Available data:

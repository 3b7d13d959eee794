pub mod definition;
pub mod docker;
pub mod events;
pub mod logs;
pub mod process;
pub mod server;
mod task;
pub mod types;

use std::fmt;
use std::time::Duration;

use async_trait::async_trait;
use serde::{Deserialize, Serialize};

pub use nix::sys::signal::Signal;
pub use server::{Server, ServerCollection};
pub use types::{ExitState, ResourceUsage, ServerId};

#[derive(Debug, thiserror::Error)]
pub enum Error {
    #[error("docker engine error: {0}")]
    Docker(#[from] bollard::errors::Error),

    #[error("io error: {0}")]
    Io(#[from] std::io::Error),

    #[error("signal delivery failed: {0}")]
    Signal(#[from] nix::errno::Errno),

    #[error("server is already running")]
    AlreadyRunning,

    #[error("environment has not been created")]
    NotCreated,

    #[error("environment already exists")]
    AlreadyExists,

    #[error("no console is attached")]
    NotAttached,

    #[error("no completed run to report")]
    NoExitState,

    #[error("server did not stop within {0:?}")]
    WaitTimeout(Duration),

    #[error("pre-start check failed: {0}")]
    PreStart(String),

    #[error("duplicate server: {0}")]
    DuplicateServer(ServerId),

    #[error("invalid server definition: {0}")]
    InvalidDefinition(String),
}

pub type Result<T> = std::result::Result<T, Error>;

/// Known execution backends.
#[derive(Debug, Clone, Copy, PartialEq, Eq, Hash, Serialize, Deserialize)]
#[serde(rename_all = "lowercase")]
pub enum EnvironmentKind {
    Docker,
    Process,
}

impl EnvironmentKind {
    pub fn as_str(&self) -> &'static str {
        match self {
            Self::Docker => "docker",
            Self::Process => "process",
        }
    }
}

impl fmt::Display for EnvironmentKind {
    fn fmt(&self, f: &mut fmt::Formatter<'_>) -> fmt::Result {
        f.write_str(self.as_str())
    }
}

/// Backend-agnostic lifecycle contract for one managed server.
///
/// Every backend (container engine, bare host process) implements the whole
/// trait so that callers never branch on the concrete type. State is always
/// read from the backend; implementations must not answer from a cached flag
/// when the backend cannot be reached.
#[async_trait]
pub trait Environment: Send + Sync + 'static {
    /// Backend identifier.
    fn name(&self) -> EnvironmentKind;

    /// Whether the server process is alive right now.
    async fn is_running(&self) -> Result<bool>;

    /// Apply resource limits to a running instance without restarting it.
    /// Backends that cannot do this return `Ok(())`.
    async fn in_situ_update(&self) -> Result<()>;

    /// Pre-flight hook. `start` does not proceed if this fails.
    async fn on_before_start(&self) -> Result<()>;

    /// Start a created, stopped instance. Errors if already running.
    async fn start(&self) -> Result<()>;

    /// Ask the instance to shut down gracefully. Stopping a stopped instance
    /// is not an error.
    async fn stop(&self) -> Result<()>;

    /// Wait until the instance is no longer running.
    ///
    /// When `timeout` elapses first, the instance is killed and this returns
    /// once it is confirmed stopped if `terminate` is set; otherwise
    /// [`Error::WaitTimeout`] is returned and the instance keeps running.
    async fn wait_for_stop(&self, timeout: Duration, terminate: bool) -> Result<()>;

    /// Whether the backend resource exists and is bootable.
    async fn exists(&self) -> Result<bool>;

    /// Deliver `signal` immediately. Not an error if already stopped.
    async fn terminate(&self, signal: Signal) -> Result<()>;

    /// Remove every backend resource created for this instance. Idempotent.
    async fn destroy(&self) -> Result<()>;

    /// Outcome of the most recent completed run.
    async fn exit_state(&self) -> Result<ExitState>;

    /// Provision the backend resource `start` needs. Errors if it exists.
    async fn create(&self) -> Result<()>;

    /// Open the duplex console channel. Output is captured for the console
    /// stream; input is kept for [`Environment::send_command`].
    async fn attach(&self) -> Result<()>;

    /// Start forwarding console output to the emitter in the background
    /// until the instance stops. Returns without waiting for output.
    async fn follow_console_output(&self) -> Result<()>;

    /// Write one line to the console.
    async fn send_command(&self, line: &str) -> Result<()>;

    /// Most recent log lines, reading at most `max_bytes` from the tail.
    async fn readlog(&self, max_bytes: u64) -> Result<Vec<String>>;

    /// Start periodic resource sampling while the instance runs.
    async fn enable_resource_polling(&self) -> Result<()>;

    /// Stop sampling and reset the published usage to zero.
    async fn disable_resource_polling(&self) -> Result<()>;

    /// Latest published resource sample.
    fn resources(&self) -> ResourceUsage;
}

#[cfg(test)]
mod tests {
    use super::*;

    #[test]
    fn environment_kind_display_matches_serde() {
        for kind in [EnvironmentKind::Docker, EnvironmentKind::Process] {
            let json = serde_json::to_string(&kind).unwrap();
            assert_eq!(json, format!("\"{kind}\""));
        }
    }

    #[test]
    fn environment_kind_serializes_lowercase() {
        let json = serde_json::to_string(&EnvironmentKind::Process).unwrap();
        assert_eq!(json, "\"process\"");
    }
}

Your assignment: Print every entry exactly as it appears.

Task answer:
repository 3b7d13d959eee794
pub mod definition;
pub mod docker;
pub mod events;
pub mod logs;
pub mod process;
pub mod server;
mod task;
pub mod types;

use std::fmt;
use std::time::Duration;

use async_trait::async_trait;
use serde::{Deserialize, Serialize};

pub use nix::sys::signal::Signal;
pub use server::{Server, ServerCollection};
pub use types::{ExitState, ResourceUsage, ServerId};

#[derive(Debug, thiserror::Error)]
pub enum Error {
    #[error("docker engine error: {0}")]
    Docker(#[from] bollard::errors::Error),

    #[error("io error: {0}")]
    Io(#[from] std::io::Error),

    #[error("signal delivery failed: {0}")]
    Signal(#[from] nix::errno::Errno),

    #[error("server is already running")]
    AlreadyRunning,

    #[error("environment has not been created")]
    NotCreated,

    #[error("environment already exists")]
    AlreadyExists,

    #[error("no console is attached")]
    NotAttached,

    #[error("no completed run to report")]
    NoExitState,

    #[error("server did not stop within {0:?}")]
    WaitTimeout(Duration),

    #[error("pre-start check failed: {0}")]
    PreStart(String),

    #[error("duplicate server: {0}")]
    DuplicateServer(ServerId),

    #[error("invalid server definition: {0}")]
    InvalidDefinition(String),
}

pub type Result<T> = std::result::Result<T, Error>;

/// Known execution backends.
#[derive(Debug, Clone, Copy, PartialEq, Eq, Hash, Serialize, Deserialize)]
#[serde(rename_all = "lowercase")]
pub enum EnvironmentKind {
    Docker,
    Process,
}

impl EnvironmentKind {
    pub fn as_str(&self) -> &'static str {
        match self {
            Self::Docker => "docker",
            Self::Process => "process",
        }
    }
}

impl fmt::Display for EnvironmentKind {
    fn fmt(&self, f: &mut fmt::Formatter<'_>) -> fmt::Result {
        f.write_str(self.as_str())
    }
}

/// Backend-agnostic lifecycle contract for one managed server.
///
/// Every backend (container engine, bare host process) implements the whole
/// trait so that callers never branch on the concrete type. State is always
/// read from the backend; implementations must not answer from a cached flag
/// when the backend cannot be reached.
#[async_trait]
pub trait Environment: Send + Sync + 'static {
    /// Backend identifier.
    fn name(&self) -> EnvironmentKind;

    /// Whether the server process is alive right now.
    async fn is_running(&self) -> Result<bool>;

    /// Apply resource limits to a running instance without restarting it.
    /// Backends that cannot do this return `Ok(())`.
    async fn in_situ_update(&self) -> Result<()>;

    /// Pre-flight hook. `start` does not proceed if this fails.
    async fn on_before_start(&self) -> Result<()>;

    /// Start a created, stopped instance. Errors if already running.
    async fn start(&self) -> Result<()>;

    /// Ask the instance to shut down gracefully. Stopping a stopped instance
    /// is not an error.
    async fn stop(&self) -> Result<()>;

    /// Wait until the instance is no longer running.
    ///
    /// When `timeout` elapses first, the instance is killed and this returns
    /// once it is confirmed stopped if `terminate` is set; otherwise
    /// [`Error::WaitTimeout`] is returned and the instance keeps running.
    async fn wait_for_stop(&self, timeout: Duration, terminate: bool) -> Result<()>;

    /// Whether the backend resource exists and is bootable.
    async fn exists(&self) -> Result<bool>;

    /// Deliver `signal` immediately. Not an error if already stopped.
    async fn terminate(&self, signal: Signal) -> Result<()>;

    /// Remove every backend resource created for this instance. Idempotent.
    async fn destroy(&self) -> Result<()>;

    /// Outcome of the most recent completed run.
    async fn exit_state(&self) -> Result<ExitState>;

    /// Provision the backend resource `start` needs. Errors if it exists.
    async fn create(&self) -> Result<()>;

    /// Open the duplex console channel. Output is captured for the console
    /// stream; input is kept for [`Environment::send_command`].
    async fn attach(&self) -> Result<()>;

    /// Start forwarding console output to the emitter in the background
    /// until the instance stops. Returns without waiting for output.
    async fn follow_console_output(&self) -> Result<()>;

    /// Write one line to the console.
    async fn send_command(&self, line: &str) -> Result<()>;

    /// Most recent log lines, reading at most `max_bytes` from the tail.
    async fn readlog(&self, max_bytes: u64) -> Result<Vec<String>>;

    /// Start periodic resource sampling while the instance runs.
    async fn enable_resource_polling(&self) -> Result<()>;

    /// Stop sampling and reset the published usage to zero.
    async fn disable_resource_polling(&self) -> Result<()>;

    /// Latest published resource sample.
    fn resources(&self) -> ResourceUsage;
}

#[cfg(test)]
mod tests {
    use super::*;

    #[test]
    fn environment_kind_display_matches_serde() {
        for kind in [EnvironmentKind::Docker, EnvironmentKind::Process] {
            let json = serde_json::to_string(&kind).unwrap();
            assert_eq!(json, format!("\"{kind}\""));
        }
    }

    #[test]
    fn environment_kind_serializes_lowercase() {
        let json = serde_json::to_string(&EnvironmentKind::Process).unwrap();
        assert_eq!(json, "\"process\"");
    }
}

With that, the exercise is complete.